August 12, 2009
Killer Whales Gather To Socialize, Create Bonds
New research from scientists in Russia shows that even killer whales like to socialize, creating and visiting social clubs just like humans do.
Until now, scientists never knew why up to 100 killer whales would meet in the Avacha Gulf off the coast of Russia, forming huge superpods despite the fact they typically live in smaller groups. But after studying the whales, the researchers discovered that these groups act as clubs in which the fish-eating killer whales (Orcinus orca) form and maintain social bonds.
Killer whales in the Avacha Gulf live in stable groups known pods, which contain an average of ten whales with up to 20 in the largest pods. However, researchers have seen up to eight of these pods joining together to form even larger aggregations of up to 100 whales.
These large gatherings of pods are seen in numerous places around the world, such as British Columbia, Alaska, Iceland and Antarctica, where large numbers of killer whales live.
Since killer whales have no natural predators, it is not likely the pods are joining together for protection.
Although scientists had speculated that the whales meet to boost their foraging success or to breed, the true underlying reasons for the behavior had not been identified.
To investigate the phenomenon, Olga Filatova of the Moscow State University and colleagues from the Far East Russia Orca Project studied and photographed whales in the Avacha Gulf.
"At first we might see just a few spouts on the horizon. Then quickly we move among them, keeping a distance of a hundred meters so as not to bother them," project co-director Erich Hoyt of the Whale and Dolphin Conservation Society (WDCS), which provided the majority of funding for the project, told BBC News.
"As far as the eye can see, in every direction you see groupings of two to six killer whales surfacing, spouting then dipping below the surface," he said.

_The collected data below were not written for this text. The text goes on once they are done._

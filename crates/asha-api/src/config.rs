//! Application configuration

use axum::http::HeaderValue;
use tower_http::cors::{AllowOrigin, Any, CorsLayer};

/// Environment-driven server configuration.
#[derive(Clone)]
pub struct AppConfig {
    pub database_url: String,
    pub jwt_secret: String,
    pub bind_addr: String,
    pub cors_origins: String,
}

impl Default for AppConfig {
    fn default() -> Self {
        Self {
            database_url: std::env::var("DATABASE_URL")
                .unwrap_or_else(|_| "sqlite:asha.db".to_string()),
            jwt_secret: std::env::var("JWT_SECRET")
                .unwrap_or_else(|_| "development-secret-change-in-production".to_string()),
            bind_addr: std::env::var("BIND_ADDR").unwrap_or_else(|_| "0.0.0.0:8001".to_string()),
            cors_origins: std::env::var("CORS_ORIGINS").unwrap_or_else(|_| "*".to_string()),
        }
    }
}

impl AppConfig {
    /// CORS layer for the configured origins: `*` allows any origin, anything
    /// else is a comma-separated allowlist. Methods and headers are open.
    pub fn cors_layer(&self) -> CorsLayer {
        let layer = CorsLayer::new().allow_methods(Any).allow_headers(Any);
        if self.cors_origins.trim() == "*" {
            layer.allow_origin(Any)
        } else {
            let origins: Vec<HeaderValue> = self
                .cors_origins
                .split(',')
                .filter_map(|origin| origin.trim().parse().ok())
                .collect();
            layer.allow_origin(AllowOrigin::list(origins))
        }
    }
}

#[cfg(test)]
mod tests {
    use super::*;

    #[test]
    fn test_cors_layer_accepts_origin_lists() {
        let config = AppConfig {
            database_url: "sqlite::memory:".to_string(),
            jwt_secret: "secret".to_string(),
            bind_addr: "127.0.0.1:0".to_string(),
            cors_origins: "https://app.example.org, https://staging.example.org".to_string(),
        };
        // Building the layer must not panic on a populated allowlist.
        let _ = config.cors_layer();
        let wildcard = AppConfig {
            cors_origins: "*".to_string(),
            ..config
        };
        let _ = wildcard.cors_layer();
    }
}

"Each grouping has a focal mother figure surrounded by her offspring, some of whom may be full grown males with up to 2m dorsal fins that tower over the females."
The researchers also used a hydrophone, a special underwater directional microphone, to record the sound of the whale vocalizations. Each pod of fish-eating killer whales in the Avacha Gulf has a specific vocal dialect that could be identified by the hydrophone, while the shape of a whale's dorsal fins and markings were used to distinguish individual whales to analyze their behavior.
The whales rarely forage and feed when they gather into their superpods, the scientists found, suggesting this is not the reason behind their aggregation. In fact, depending on the type of prey, forming a superpod might even lessen the feeding success of each whale, the scientists said.
What the researchers did find is that the whales interacted much more during these large gatherings, which lasted anywhere from a few hours to almost half a day.
When meeting whales from other family pods, they made contact with each other, swam in synchrony and rubbed flippers more frequently, the scientists said. Additionally, sexual activity increased, something that might suggest these large aggregations offer a chance to assess potential breeding partners.
But these behaviors likely have a greater purpose beyond reproduction, the scientists said, by enabling whales to establish and maintain social bonds. For that reason, the whales gather in core meeting areas and form large aggregations.
"The superpods are like big social clubs," says Hoyt. "These clubs could help them stay acquainted, could be part of the courting process but could have other functions that we need to learn about," the researchers said.
Preserving social bonds is vital for many social mammals that live and hunt together, particularly critical for killer whales, which tend to live long lives in small communities with low birth rates. Killer whales also struggle with high calf mortality rates that can reach 50% in the first six months.
"Understanding more about their social lives, including their reproduction, will be crucial to our future understanding of them and our ability to keep their population healthy," Hoyt told BBC News.
The researchers have recently expanded their research outside of the Avacha Gulf, and are studying other killer whale groups further north and south along the Kamchatka coast and to the offshore Commander Islands.
The research is published in the Journal of Ethology.